= Input material =
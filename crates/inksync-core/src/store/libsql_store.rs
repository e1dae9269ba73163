//! libSQL-backed entity store
//!
//! Each conditional write is a single guarded statement, so `SQLite` itself
//! provides the compare-and-set: an `UPDATE ... WHERE last_modified = ?` for
//! existing rows and an upsert that only replaces expired rows for inserts.

use std::path::Path;
use std::sync::Arc;

use async_trait::async_trait;
use serde_json::Value;
use tokio::sync::Mutex;

use super::{EntityStore, EntityWrite, PutOutcome};
use crate::clock::{Clock, SystemClock};
use crate::db::Database;
use crate::error::Result;
use crate::models::{EntityKey, StoredEntity};

/// Store persisting entities in a libSQL database
pub struct LibSqlStore {
    db: Mutex<Database>,
    clock: Arc<dyn Clock>,
}

impl LibSqlStore {
    pub fn new(db: Database) -> Self {
        Self::with_clock(db, Arc::new(SystemClock::new()))
    }

    pub fn with_clock(db: Database, clock: Arc<dyn Clock>) -> Self {
        Self {
            db: Mutex::new(db),
            clock,
        }
    }

    /// Open (and migrate) a database file.
    pub async fn open(path: impl AsRef<Path>) -> Result<Self> {
        Ok(Self::new(Database::open(path).await?))
    }

    /// Open an in-memory database (useful for testing)
    pub async fn open_in_memory() -> Result<Self> {
        Ok(Self::new(Database::open_in_memory().await?))
    }
}

#[async_trait]
impl EntityStore for LibSqlStore {
    async fn get(&self, key: &EntityKey) -> Result<Option<StoredEntity>> {
        let now = self.clock.now_millis();
        let db = self.db.lock().await;
        let mut rows = db
            .connection()
            .query(
                "SELECT payload, last_modified
                 FROM entities
                 WHERE entity_class = ? AND id = ?
                   AND (expires_at IS NULL OR expires_at > ?)",
                libsql::params![key.class.as_str(), key.id.as_str(), now],
            )
            .await?;

        let Some(row) = rows.next().await? else {
            return Ok(None);
        };
        let payload: String = row.get(0)?;
        let last_modified: i64 = row.get(1)?;

        Ok(Some(StoredEntity {
            id: key.id.clone(),
            payload: serde_json::from_str::<Value>(&payload)?,
            last_modified,
        }))
    }

    async fn conditional_put(
        &self,
        key: &EntityKey,
        write: EntityWrite,
        expected_last_modified: Option<i64>,
    ) -> Result<PutOutcome> {
        let now = self.clock.now_millis();
        let payload = serde_json::to_string(&write.payload)?;
        let db = self.db.lock().await;
        let conn = db.connection();

        let changed = match expected_last_modified {
            Some(expected) => {
                conn.execute(
                    "UPDATE entities
                     SET payload = ?, last_modified = ?, expires_at = ?
                     WHERE entity_class = ? AND id = ? AND last_modified = ?
                       AND (expires_at IS NULL OR expires_at > ?)",
                    libsql::params![
                        payload,
                        write.last_modified,
                        write.expires_at,
                        key.class.as_str(),
                        key.id.as_str(),
                        expected,
                        now
                    ],
                )
                .await?
            }
            None => {
                conn.execute(
                    "INSERT INTO entities (entity_class, id, payload, last_modified, expires_at)
                     VALUES (?, ?, ?, ?, ?)
                     ON CONFLICT (entity_class, id) DO UPDATE SET
                         payload = excluded.payload,
                         last_modified = excluded.last_modified,
                         expires_at = excluded.expires_at
                     WHERE entities.expires_at IS NOT NULL AND entities.expires_at <= ?",
                    libsql::params![
                        key.class.as_str(),
                        key.id.as_str(),
                        payload,
                        write.last_modified,
                        write.expires_at,
                        now
                    ],
                )
                .await?
            }
        };

        if changed == 0 {
            return Ok(PutOutcome::Stale);
        }
        Ok(PutOutcome::Written(write.into_entity(&key.id)))
    }

    async fn purge_expired(&self, now: i64) -> Result<u64> {
        let db = self.db.lock().await;
        let removed = db
            .connection()
            .execute(
                "DELETE FROM entities WHERE expires_at IS NOT NULL AND expires_at <= ?",
                libsql::params![now],
            )
            .await?;
        Ok(removed)
    }
}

= Description of the task =
Exactly and in full, write out the lines from the one containing "expires_at = excluded.expires_at" through the end of the listing.

= Response =
                         expires_at = excluded.expires_at
                     WHERE entities.expires_at IS NOT NULL AND entities.expires_at <= ?",
                    libsql::params![
                        key.class.as_str(),
                        key.id.as_str(),
                        payload,
                        write.last_modified,
                        write.expires_at,
                        now
                    ],
                )
                .await?
            }
        };

        if changed == 0 {
            return Ok(PutOutcome::Stale);
        }
        Ok(PutOutcome::Written(write.into_entity(&key.id)))
    }

    async fn purge_expired(&self, now: i64) -> Result<u64> {
        let db = self.db.lock().await;
        let removed = db
            .connection()
            .execute(
                "DELETE FROM entities WHERE expires_at IS NOT NULL AND expires_at <= ?",
                libsql::params![now],
            )
            .await?;
        Ok(removed)
    }
}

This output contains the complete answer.